Avant qu'elle ne s'en rende compte, Jack lui avait tourné le dos et était sorti de chez elle, laissant la porte ouverte. Curieuse, étonnée, stupéfaite, elle se dirigea, elle aussi vers la sortie et le vit revenir avec des fleurs dans ses mains. (voir le lien "/watch?v=GAYr9rH6m30" pour savoir de quelles fleurs il s'agit.)

Il lui tendit en premier une tulipe jaune, signification d'un amour impossible, lui dit-il. Elle prit la fleur entre ses mains et le regarde surprise. Il avance alors vers elle, arrache la tête de la fleur et l'écrasa dans son poing.

« Ça n'a plus lieu d'être, maintenant » dit-il en éparpillant les pétales sur le sol.

Il lui donna ensuite une aubépine :

« Il est permis d'espérer, continua-t-il en lui tenant un lilas mauve puis un œillet rose.

« Le lilas mauve pour te dire que mon cœur est à toi et l'œillet rose, je t'aime avec ardeur.

« Celle-ci, il lui donna une immortelle, pour te dire que je t'aime pour la vie. »

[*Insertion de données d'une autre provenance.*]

use ndarray::{Array1, Array2};
use rand::SeedableRng;
use rand::rngs::StdRng;
use rand_distr::{Distribution, Normal};
use smoothlasso::{CvOptions, Grid, fit_with_cv};

const SPIKES: [(usize, f64); 2] = [(3, 1.0), (8, 0.7)];

/// Two largest-magnitude entries of a coefficient vector, in index order.
fn top_two_support(coefficients: &Array1<f64>) -> [usize; 2] {
    let mut indexed: Vec<(usize, f64)> = coefficients
        .iter()
        .enumerate()
        .map(|(i, &v)| (i, v.abs()))
        .collect();
    indexed.sort_by(|a, b| b.1.partial_cmp(&a.1).unwrap());
    let mut support = [indexed[0].0, indexed[1].0];
    support.sort_unstable();
    support
}

/// Synthetic sparse ground truth with two nonzero entries plus Gaussian
/// noise on the signal: the cross-validated fit must place its two largest
/// coefficients on the true support in the large majority of noise
/// realizations.
#[test]
fn cv_selected_fit_recovers_the_sparse_support_across_noise_seeds() {
    let n = 12;
    let m = 24;
    let grid = Grid::one_dimensional(n, 1.0, 0.0).unwrap();

    // One fixed, well-conditioned random kernel shared by every trial.
    let mut kernel_rng = StdRng::seed_from_u64(314159);
    let normal = Normal::new(0.0, 1.0).unwrap();
    let mut kernel = Array2::zeros((m, n));
    for i in 0..m {
        for j in 0..n {
            kernel[[i, j]] = normal.sample(&mut kernel_rng);
        }
    }

    let mut truth = Array1::zeros(n);
    for (index, amplitude) in SPIKES {
        truth[index] = amplitude;
    }
    let clean = kernel.dot(&truth);

    let alphas = [1e-8, 1e-4];
    let lambdas = [1e-4, 1e-3, 1e-2];
    let options = CvOptions {
        folds: 6,
        ..CvOptions::default()
    };

    let trials = 5;
    let mut successes = 0;
    for seed in 0..trials {
        let mut noise_rng = StdRng::seed_from_u64(seed);
        let noise = Normal::new(0.0, 0.02).unwrap();
        let signal = &clean + &Array1::from_iter((0..m).map(|_| noise.sample(&mut noise_rng)));

        let result = fit_with_cv(
            kernel.view(),
            signal.view(),
            &grid,
            &alphas,
            &lambdas,
            &options,
            None,
        )
        .unwrap();

        let support = top_two_support(&result.fit.coefficients);
        if support == [SPIKES[0].0, SPIKES[1].0] {
            successes += 1;
        }
    }

    assert!(
        successes >= trials - 1,
        "support recovered in only {successes} of {trials} noise realizations"
    );
}
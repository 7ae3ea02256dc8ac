use thiserror::Error;

use crate::linalg::LinalgError;

/// A comprehensive error type for the inversion pipeline.
///
/// Input-validation failures (`InvalidGrid`, `DimensionMismatch`,
/// `InvalidHyperparameter`, `EmptyFold`) are detected before any numeric work
/// begins and surface immediately. Solver non-convergence is recoverable at
/// the cross-validation level (retried, then the affected cell is marked
/// missing) and only becomes `SolverDidNotConverge` when no usable result
/// remains for the requested operation.
#[derive(Error)]
pub enum InversionError {
    #[error("invalid grid: {0}")]
    InvalidGrid(String),

    #[error("dimension mismatch: {0}")]
    DimensionMismatch(String),

    #[error("solver did not converge: {0}")]
    SolverDidNotConverge(String),

    #[error("invalid hyperparameter: {0}")]
    InvalidHyperparameter(String),

    #[error("cannot split {observations} observations into {folds} folds")]
    EmptyFold { observations: usize, folds: usize },

    #[error("hyperparameter search cancelled after {completed} of {total} grid cells")]
    Cancelled { completed: usize, total: usize },

    #[error("linear algebra failure: {0}")]
    Linalg(#[from] LinalgError),
}

// Ensure Debug prints with actual line breaks by delegating to Display
impl core::fmt::Debug for InversionError {
    fn fmt(&self, f: &mut core::fmt::Formatter<'_>) -> core::fmt::Result {
        write!(f, "{self}")
    }
}
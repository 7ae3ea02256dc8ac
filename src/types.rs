use ndarray::Array1;
use serde::{Deserialize, Serialize};
use std::ops::{Deref, DerefMut};

use crate::error::InversionError;

/// One axis of the inversion grid: a uniformly spaced coordinate dimension.
#[derive(Debug, Clone, Copy, PartialEq, Serialize, Deserialize)]
pub struct DimensionSpec {
    /// Number of grid points along this axis.
    pub count: usize,
    /// Distance between adjacent grid points.
    pub spacing: f64,
    /// Coordinate of the first grid point.
    pub origin: f64,
}

impl DimensionSpec {
    pub fn new(count: usize, spacing: f64, origin: f64) -> Self {
        Self {
            count,
            spacing,
            origin,
        }
    }

    /// Coordinate of grid point `index` along this axis.
    pub fn coordinate(&self, index: usize) -> f64 {
        self.origin + self.spacing * index as f64
    }
}

/// The ordered d-dimensional solution grid over which the unknown
/// distribution is represented as a flattened coefficient vector.
///
/// Flattening order is row-major (C order): the first dimension varies
/// slowest, the last dimension fastest. The columns of any kernel matrix
/// supplied to the engine, and the Kronecker expansion of the smoothness
/// operators, both follow this order.
#[derive(Debug, Clone, PartialEq, Serialize, Deserialize)]
pub struct Grid {
    dims: Vec<DimensionSpec>,
}

impl Grid {
    /// Build a grid from dimension specs. Fails if the list is empty or any
    /// dimension has zero points.
    pub fn new(dims: Vec<DimensionSpec>) -> Result<Self, InversionError> {
        if dims.is_empty() {
            return Err(InversionError::InvalidGrid(
                "grid must have at least one dimension".into(),
            ));
        }
        for (axis, dim) in dims.iter().enumerate() {
            if dim.count < 1 {
                return Err(InversionError::InvalidGrid(format!(
                    "dimension {axis} has count {}, expected at least 1",
                    dim.count
                )));
            }
        }
        Ok(Self { dims })
    }

    /// Convenience constructor for a 1D grid.
    pub fn one_dimensional(count: usize, spacing: f64, origin: f64) -> Result<Self, InversionError> {
        Self::new(vec![DimensionSpec::new(count, spacing, origin)])
    }

    pub fn ndim(&self) -> usize {
        self.dims.len()
    }

    pub fn dims(&self) -> &[DimensionSpec] {
        &self.dims
    }

    /// Point counts per axis, slowest-varying first.
    pub fn counts(&self) -> Vec<usize> {
        self.dims.iter().map(|d| d.count).collect()
    }

    /// Total number of grid points, i.e. the flattened solution length.
    pub fn num_points(&self) -> usize {
        self.dims.iter().map(|d| d.count).product()
    }

    /// Check that a flattened vector of length `n` is compatible with this
    /// grid's declared point counts.
    pub fn validate_flattened_len(&self, n: usize) -> Result<(), InversionError> {
        let expected = self.num_points();
        if expected != n {
            return Err(InversionError::InvalidGrid(format!(
                "grid declares {expected} points (counts {:?}) but the flattened solution has length {n}",
                self.counts()
            )));
        }
        Ok(())
    }
}

/// Flattened solution vector produced by the solver.
#[repr(transparent)]
#[derive(Clone, Debug, PartialEq, Serialize, Deserialize)]
pub struct Coefficients(pub Array1<f64>);

impl Coefficients {
    pub fn new(values: Array1<f64>) -> Self {
        Self(values)
    }

    pub fn zeros(len: usize) -> Self {
        Self(Array1::zeros(len))
    }
}

impl Deref for Coefficients {
    type Target = Array1<f64>;

    fn deref(&self) -> &Self::Target {
        &self.0
    }
}

impl DerefMut for Coefficients {
    fn deref_mut(&mut self) -> &mut Self::Target {
        &mut self.0
    }
}

impl AsRef<Array1<f64>> for Coefficients {
    fn as_ref(&self) -> &Array1<f64> {
        &self.0
    }
}

impl From<Array1<f64>> for Coefficients {
    fn from(values: Array1<f64>) -> Self {
        Self(values)
    }
}

impl From<Coefficients> for Array1<f64> {
    fn from(values: Coefficients) -> Self {
        values.0
    }
}

/// Smoothness weight `alpha` and sparsity weight `lambda`.
#[derive(Debug, Clone, Copy, PartialEq, Serialize, Deserialize)]
pub struct HyperParams {
    /// Scales the combined smoothness (L2) penalty.
    pub alpha: f64,
    /// Scales the sparsity (L1) penalty.
    pub lambda: f64,
}

impl HyperParams {
    pub fn new(alpha: f64, lambda: f64) -> Result<Self, InversionError> {
        let params = Self { alpha, lambda };
        params.validate()?;
        Ok(params)
    }

    pub fn validate(&self) -> Result<(), InversionError> {
        if !self.alpha.is_finite() || self.alpha < 0.0 {
            return Err(InversionError::InvalidHyperparameter(format!(
                "alpha must be finite and non-negative, got {}",
                self.alpha
            )));
        }
        if !self.lambda.is_finite() || self.lambda < 0.0 {
            return Err(InversionError::InvalidHyperparameter(format!(
                "lambda must be finite and non-negative, got {}",
                self.lambda
            )));
        }
        Ok(())
    }
}

fn default_max_iterations() -> usize {
    10_000
}

fn default_tolerance() -> f64 {
    1e-5
}

/// Solver configuration for a single regularized solve.
#[derive(Debug, Clone, Serialize, Deserialize)]
pub struct SolveOptions {
    /// Maximum number of full coordinate sweeps.
    #[serde(default = "default_max_iterations")]
    pub max_iterations: usize,
    /// Convergence tolerance on the largest coefficient update per sweep.
    #[serde(default = "default_tolerance")]
    pub tolerance: f64,
    /// Constrain the solution to non-negative amplitudes.
    #[serde(default)]
    pub non_negative: bool,
}

impl Default for SolveOptions {
    fn default() -> Self {
        Self {
            max_iterations: default_max_iterations(),
            tolerance: default_tolerance(),
            non_negative: false,
        }
    }
}

fn default_folds() -> usize {
    10
}

fn default_retries() -> usize {
    2
}

/// Cross-validation configuration for the hyperparameter search.
#[derive(Debug, Clone, Serialize, Deserialize)]
pub struct CvOptions {
    /// Number of folds the observations are partitioned into.
    #[serde(default = "default_folds")]
    pub folds: usize,
    /// Shuffle observations before assigning folds. Off by default, which
    /// keeps the fold layout a pure function of the observation count.
    #[serde(default)]
    pub shuffle: bool,
    /// Seed for the fold shuffle; ignored unless `shuffle` is set.
    #[serde(default)]
    pub seed: u64,
    /// Select the most regularized pair within one standard error of the
    /// minimum instead of the pure minimum.
    #[serde(default)]
    pub one_std_err_rule: bool,
    /// Known noise standard deviation. The prediction-error score is
    /// compensated as `|score - sigma^2|` before selection.
    #[serde(default)]
    pub sigma: f64,
    /// Retry budget for non-convergent cells, each retry doubling the
    /// iteration budget and relaxing the tolerance tenfold.
    #[serde(default = "default_retries")]
    pub retries: usize,
    /// Per-cell solver configuration.
    #[serde(default)]
    pub solve: SolveOptions,
}

impl Default for CvOptions {
    fn default() -> Self {
        Self {
            folds: default_folds(),
            shuffle: false,
            seed: 0,
            one_std_err_rule: false,
            sigma: 0.0,
            retries: default_retries(),
            solve: SolveOptions::default(),
        }
    }
}
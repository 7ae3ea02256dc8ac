//! Assembly of the augmented least-squares system.
//!
//! Stacking the kernel on top of each `sqrt(alpha) * J_i` folds the summed
//! smoothness penalties into extra rows of an ordinary design matrix:
//! `Σ ‖√α J_i f‖² = ‖[√α J_1; …; √α J_d] f‖²`, so the combined objective
//! `‖Kf − s‖² + α Σ ‖J_i f‖² + λ‖f‖₁` reduces exactly to an L1-only
//! penalized least squares on the augmented pair.

use ndarray::{Array2, ArrayView2, s};

use crate::error::InversionError;
use crate::operators::DifferenceOperator;

/// The stacked design matrix and zero-padded signal. Solution equivalence
/// with the unstacked objective is exact.
#[derive(Debug, Clone)]
pub struct AugmentedSystem {
    /// `(m + Σ rows(J_i), n)` stacked design matrix.
    pub matrix: Array2<f64>,
    /// `(m + Σ rows(J_i), r)` signal with zero rows under the penalty block.
    pub signal: Array2<f64>,
    data_rows: usize,
}

impl AugmentedSystem {
    /// Stack `kernel` over each `sqrt(alpha) * J_i` and zero-pad `signal`.
    ///
    /// All shape agreements are validated before any allocation: the kernel
    /// and signal must share their row count, and every operator must act on
    /// exactly the kernel's column space.
    pub fn build(
        kernel: ArrayView2<'_, f64>,
        signal: ArrayView2<'_, f64>,
        operators: &[DifferenceOperator],
        alpha: f64,
    ) -> Result<Self, InversionError> {
        if !alpha.is_finite() || alpha < 0.0 {
            return Err(InversionError::InvalidHyperparameter(format!(
                "alpha must be finite and non-negative, got {alpha}"
            )));
        }
        let (m, n) = kernel.dim();
        if signal.nrows() != m {
            return Err(InversionError::DimensionMismatch(format!(
                "kernel has {m} rows but the signal has {} rows",
                signal.nrows()
            )));
        }
        for op in operators {
            if op.ncols() != n {
                return Err(InversionError::DimensionMismatch(format!(
                    "smoothness operator along axis {} acts on {} grid points but the kernel has {n} columns",
                    op.axis(),
                    op.ncols()
                )));
            }
        }

        let penalty_rows: usize = operators.iter().map(DifferenceOperator::nrows).sum();
        let sqrt_alpha = alpha.sqrt();

        let mut matrix = Array2::zeros((m + penalty_rows, n));
        matrix.slice_mut(s![..m, ..]).assign(&kernel);
        let mut offset = m;
        for op in operators {
            let rows = op.nrows();
            op.write_scaled_into(matrix.slice_mut(s![offset..offset + rows, ..]), sqrt_alpha);
            offset += rows;
        }

        let mut padded = Array2::zeros((m + penalty_rows, signal.ncols()));
        padded.slice_mut(s![..m, ..]).assign(&signal);

        Ok(Self {
            matrix,
            signal: padded,
            data_rows: m,
        })
    }

    /// Number of measurement rows (the kernel's row count, before padding).
    pub fn data_rows(&self) -> usize {
        self.data_rows
    }

    /// Total row count of the augmented system.
    pub fn rows(&self) -> usize {
        self.matrix.nrows()
    }

    /// Number of grid points.
    pub fn cols(&self) -> usize {
        self.matrix.ncols()
    }

    /// Number of independent right-hand sides.
    pub fn signal_cols(&self) -> usize {
        self.signal.ncols()
    }
}

#[cfg(test)]
mod tests {
    use super::*;
    use crate::operators::build_smoothness_operators;
    use crate::types::{DimensionSpec, Grid};
    use ndarray::{Array1, Array2, Axis};
    use rand::SeedableRng;
    use rand::rngs::StdRng;
    use rand_distr::{Distribution, Normal};

    fn random_matrix(rng: &mut StdRng, rows: usize, cols: usize) -> Array2<f64> {
        let normal = Normal::new(0.0, 1.0).unwrap();
        let mut out = Array2::zeros((rows, cols));
        for i in 0..rows {
            for j in 0..cols {
                out[[i, j]] = normal.sample(rng);
            }
        }
        out
    }

    #[test]
    fn augmentation_preserves_penalized_energy() {
        let mut rng = StdRng::seed_from_u64(7);
        let grid = Grid::new(vec![
            DimensionSpec::new(3, 1.0, 0.0),
            DimensionSpec::new(4, 1.0, 0.0),
        ])
        .unwrap();
        let n = grid.num_points();
        let m = 9;
        let alpha = 0.37;

        let kernel = random_matrix(&mut rng, m, n);
        let signal = random_matrix(&mut rng, m, 1);
        let f = random_matrix(&mut rng, n, 1).remove_axis(Axis(1));
        let operators = build_smoothness_operators(&grid);

        let system =
            AugmentedSystem::build(kernel.view(), signal.view(), &operators, alpha).unwrap();

        let s_col = signal.column(0);
        let residual = &kernel.dot(&f) - &s_col;
        let mut expected: f64 = residual.iter().map(|v| v * v).sum();
        for op in &operators {
            expected += alpha * op.apply(f.view()).iter().map(|v| v * v).sum::<f64>();
        }

        let aug_residual = &system.matrix.dot(&f) - &system.signal.column(0);
        let energy: f64 = aug_residual.iter().map(|v| v * v).sum();

        assert!(
            (energy - expected).abs() < 1e-10 * expected.max(1.0),
            "augmented energy {energy} differs from penalized energy {expected}"
        );
    }

    #[test]
    fn augmented_shapes_account_for_every_operator() {
        let grid = Grid::new(vec![
            DimensionSpec::new(3, 1.0, 0.0),
            DimensionSpec::new(3, 1.0, 0.0),
        ])
        .unwrap();
        let operators = build_smoothness_operators(&grid);
        let kernel = Array2::<f64>::zeros((5, 9));
        let signal = Array2::<f64>::zeros((5, 2));

        let system =
            AugmentedSystem::build(kernel.view(), signal.view(), &operators, 1.0).unwrap();
        // Each 3x3 operator contributes 2 * 3 = 6 rows.
        assert_eq!(system.rows(), 5 + 6 + 6);
        assert_eq!(system.cols(), 9);
        assert_eq!(system.signal_cols(), 2);
        assert_eq!(system.data_rows(), 5);

        // Padding rows are exactly zero.
        for i in 5..system.rows() {
            assert_eq!(system.signal[[i, 0]], 0.0);
            assert_eq!(system.signal[[i, 1]], 0.0);
        }
    }

    #[test]
    fn zero_alpha_keeps_penalty_rows_but_zeroes_them() {
        let grid = Grid::one_dimensional(4, 1.0, 0.0).unwrap();
        let operators = build_smoothness_operators(&grid);
        let kernel = Array2::<f64>::eye(4);
        let signal = Array1::<f64>::ones(4).insert_axis(Axis(1));

        let system =
            AugmentedSystem::build(kernel.view(), signal.view(), &operators, 0.0).unwrap();
        assert_eq!(system.rows(), 4 + 3);
        for i in 4..system.rows() {
            for j in 0..4 {
                assert_eq!(system.matrix[[i, j]], 0.0);
            }
        }
    }

    #[test]
    fn mismatched_shapes_are_rejected_before_allocation() {
        let grid = Grid::one_dimensional(4, 1.0, 0.0).unwrap();
        let operators = build_smoothness_operators(&grid);

        let kernel = Array2::<f64>::zeros((5, 4));
        let short_signal = Array2::<f64>::zeros((4, 1));
        assert!(matches!(
            AugmentedSystem::build(kernel.view(), short_signal.view(), &operators, 1.0),
            Err(InversionError::DimensionMismatch(_))
        ));

        let wide_kernel = Array2::<f64>::zeros((5, 6));
        let signal = Array2::<f64>::zeros((5, 1));
        assert!(matches!(
            AugmentedSystem::build(wide_kernel.view(), signal.view(), &operators, 1.0),
            Err(InversionError::DimensionMismatch(_))
        ));

        assert!(matches!(
            AugmentedSystem::build(kernel.view(), signal.view(), &operators, -0.5),
            Err(InversionError::InvalidHyperparameter(_))
        ));
    }
}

Sam le regarda droit dans les yeux et y vit tout l'amour qu'il éprouvait pour elle. Elle sentit une larme perler au coin de son œil.

« Tout est vrai, n'est-ce pas ? Je ne suis pas en train de rêver.

- Non madame.

- Mademoiselle, le reprit-elle machinalement.

- Madame, enfin si tu veux bien m'épouser… »

FIN


Voilà, j'espère que vous avez apprécié. A bientôt peut-être pour de nouvelles aventures.